LIE: I can't get better from this. This is who I am.
TRUTH: I am not an eating disorder sufferer. I am a child of GOD. I can recover. This may always be a struggle BUT Philippians 4:13 says, "I can do all this through him who gives me strength." Isaiah 40:29 says, “He gives strength to the weary and increases the power of the weak.” Psalm 30:2 says, “Lord my God, I called to you for help, and you healed me.”
 
When I hear any of these lies I remember John 8:44 "You (speaking to my eating disorder) belong to your father, the devil, and you want to carry out your father’s desires. He was a murderer from the beginning, not holding to the truth, for there is no truth in him. When he lies, he speaks his native language, for he is a liar and the father of lies.”
 
I will overcome by the blood of the Lamb and the word of my testimony…
 
1) Read, pray and memorize scripture, every chance I get! Mark 14:38 says, “Watch and pray so that you will not fall into temptation. The spirit is willing, but the flesh is weak.”
 
2) Take every thought captive. II Corinthians 10:5 says, “We demolish arguments and every pretension that sets itself up against the knowledge of God, and we take captive every thought to make it obedient to Christ.” If a LIE comes into my head because Satan placed it there, I renounce it with the truth and recognize it for what it is. A LIE.
 
3) Take worries and anxious thoughts to God. Philippians 4:6-7 says, “Do not be anxious about anything, but in every situation, by prayer and petition, with thanksgiving, present your requests to God. And the peace of God, which transcends all understanding, will guard your hearts and your minds in Christ Jesus.” When I struggle I give it to God. I pray about it.
 
4) Choose to live in the truth.

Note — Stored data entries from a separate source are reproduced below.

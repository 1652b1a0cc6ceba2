//! Directions-vector sampling.
//!
//! A directions vector is a random walk through the CFG: every block with
//! out-degree ≥ 2 contributes one uniformly chosen edge index. A walk that
//! fails to reach an exit within the length cap is retried with fresh draws.

use std::collections::BTreeSet;
use std::time::{Duration, Instant};

use rand::rngs::StdRng;
use rand::Rng;

use crate::cfg::{path, StructuredCfg};
use crate::error::GenerateError;

/// Length cap per sampled vector.
pub const MAX_DIRECTIONS: usize = 512;

const MAX_ATTEMPTS: usize = 16;

/// Budget after the last *new* path before a path set is returned short.
const PATH_SET_BUDGET: Duration = Duration::from_secs(1);

/// Sample one directions vector that drives the CFG to an exit.
///
/// # Errors
///
/// Fails with [`GenerateError::NoTerminatingPath`] when no attempt reaches
/// an exit within [`MAX_DIRECTIONS`] choices; the caller should treat this
/// as a CFG whose exits are effectively unreachable.
pub fn sample_directions(
    cfg: &StructuredCfg,
    rng: &mut StdRng,
) -> Result<Vec<u32>, GenerateError> {
    for _ in 0..MAX_ATTEMPTS {
        if let Some(directions) = try_walk(cfg, rng)? {
            return Ok(directions);
        }
    }
    Err(GenerateError::NoTerminatingPath {
        max_length: MAX_DIRECTIONS,
        attempts: MAX_ATTEMPTS,
    })
}

fn try_walk(cfg: &StructuredCfg, rng: &mut StdRng) -> Result<Option<Vec<u32>>, GenerateError> {
    let mut directions: Vec<u32> = Vec::new();
    let mut current = cfg.entry()?;
    let step_cap = (MAX_DIRECTIONS + 1) * cfg.block_count().max(1);
    let mut steps = 0usize;

    while directions.len() < MAX_DIRECTIONS && steps < step_cap {
        steps += 1;
        if cfg.is_exit(current)? {
            return Ok(Some(directions));
        }
        let next = if path::consumes_direction(cfg, current)? {
            let edge_index = rng.gen_range(0..cfg.out_degree(current)?);
            directions.push(edge_index as u32);
            cfg.edge_index_to_dst(current, edge_index)?
        } else {
            cfg.edge_index_to_dst(current, 0)?
        };
        current = next;
    }

    // The cap was reached mid-walk; let the caller retry.
    Ok(if cfg.is_exit(current)? {
        Some(directions)
    } else {
        None
    })
}

/// Sample up to `count` *distinct* directions vectors for one CFG.
///
/// Stops early when [`PATH_SET_BUDGET`] elapses without a new distinct
/// vector; the bool reports whether the set was cut short.
///
/// # Errors
///
/// Propagates [`GenerateError::NoTerminatingPath`] when the CFG admits no
/// terminating walk at all.
pub fn sample_direction_set(
    cfg: &StructuredCfg,
    rng: &mut StdRng,
    count: usize,
) -> Result<(Vec<Vec<u32>>, bool), GenerateError> {
    let mut seen: BTreeSet<Vec<u32>> = BTreeSet::new();
    let mut paths: Vec<Vec<u32>> = Vec::new();
    let mut last_new = Instant::now();

    while paths.len() < count {
        if last_new.elapsed() > PATH_SET_BUDGET {
            return Ok((paths, true));
        }
        let directions = sample_directions(cfg, rng)?;
        if seen.insert(directions.clone()) {
            paths.push(directions);
            last_new = Instant::now();
        }
    }
    Ok((paths, false))
}

#[cfg(test)]
mod tests {
    use rand::SeedableRng;

    use crate::cfg::{examples, expected_path};

    use super::*;

    #[test]
    fn sampled_directions_reach_an_exit() {
        for (name, cfg) in examples::all() {
            let mut rng = StdRng::seed_from_u64(3);
            let directions = sample_directions(&cfg, &mut rng).unwrap();
            let result = expected_path(&cfg, &directions);
            assert!(result.is_ok(), "{name}: {result:?}");
        }
    }

    #[test]
    fn direction_sets_are_distinct() {
        let cfg = examples::switch_no_fallthrough();
        let mut rng = StdRng::seed_from_u64(11);
        let (paths, _) = sample_direction_set(&cfg, &mut rng, 3).unwrap();
        let unique: BTreeSet<_> = paths.iter().collect();
        assert_eq!(unique.len(), paths.len());
        assert_eq!(paths.len(), 3);
    }

    #[test]
    fn single_path_cfgs_cut_the_set_short() {
        // An if-then has only two paths; asking for ten must stop early.
        let cfg = examples::if_then();
        let mut rng = StdRng::seed_from_u64(5);
        let (paths, aborted) = sample_direction_set(&cfg, &mut rng, 10).unwrap();
        assert!(paths.len() <= 2);
        assert!(aborted);
    }

    #[test]
    fn sampling_is_deterministic_per_seed() {
        let cfg = examples::nested_while();
        let mut left = StdRng::seed_from_u64(21);
        let mut right = StdRng::seed_from_u64(21);
        assert_eq!(
            sample_directions(&cfg, &mut left).unwrap(),
            sample_directions(&cfg, &mut right).unwrap()
        );
    }
}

The lies will be there. Choose not to act on them. Every meal is a choice. Choose the truth. Eating healthy is what God intended. Obsessive and extreme food plans are not. Enjoying food is what God intended. Binging excessively is not. I choose to live on the truth that I know!
 

      I am sharing this with you just to show you just how amazing God is at preparing us for what’s to come. This month in Thailand my main ministry has been discipleship, just doing life, with the girls that are staying here at the YWAM base. In my time here with them one thing that I have heard repeatedly is, “I’m fat!” Let me tell you, these girls are TINY. Nevertheless Satan still managed to plant the seed of deception in their minds. I believe that God has been preparing me over the past two months to pour into these girls the same truth that He has been pouring into me. The truth that WE ARE BEAUTIFUL DAUGHTERS OF THE KING! The truth that our identity isn’t found in how skinny we are or any other lie that Satan tries to feed us, but our identity is found in Jesus Christ!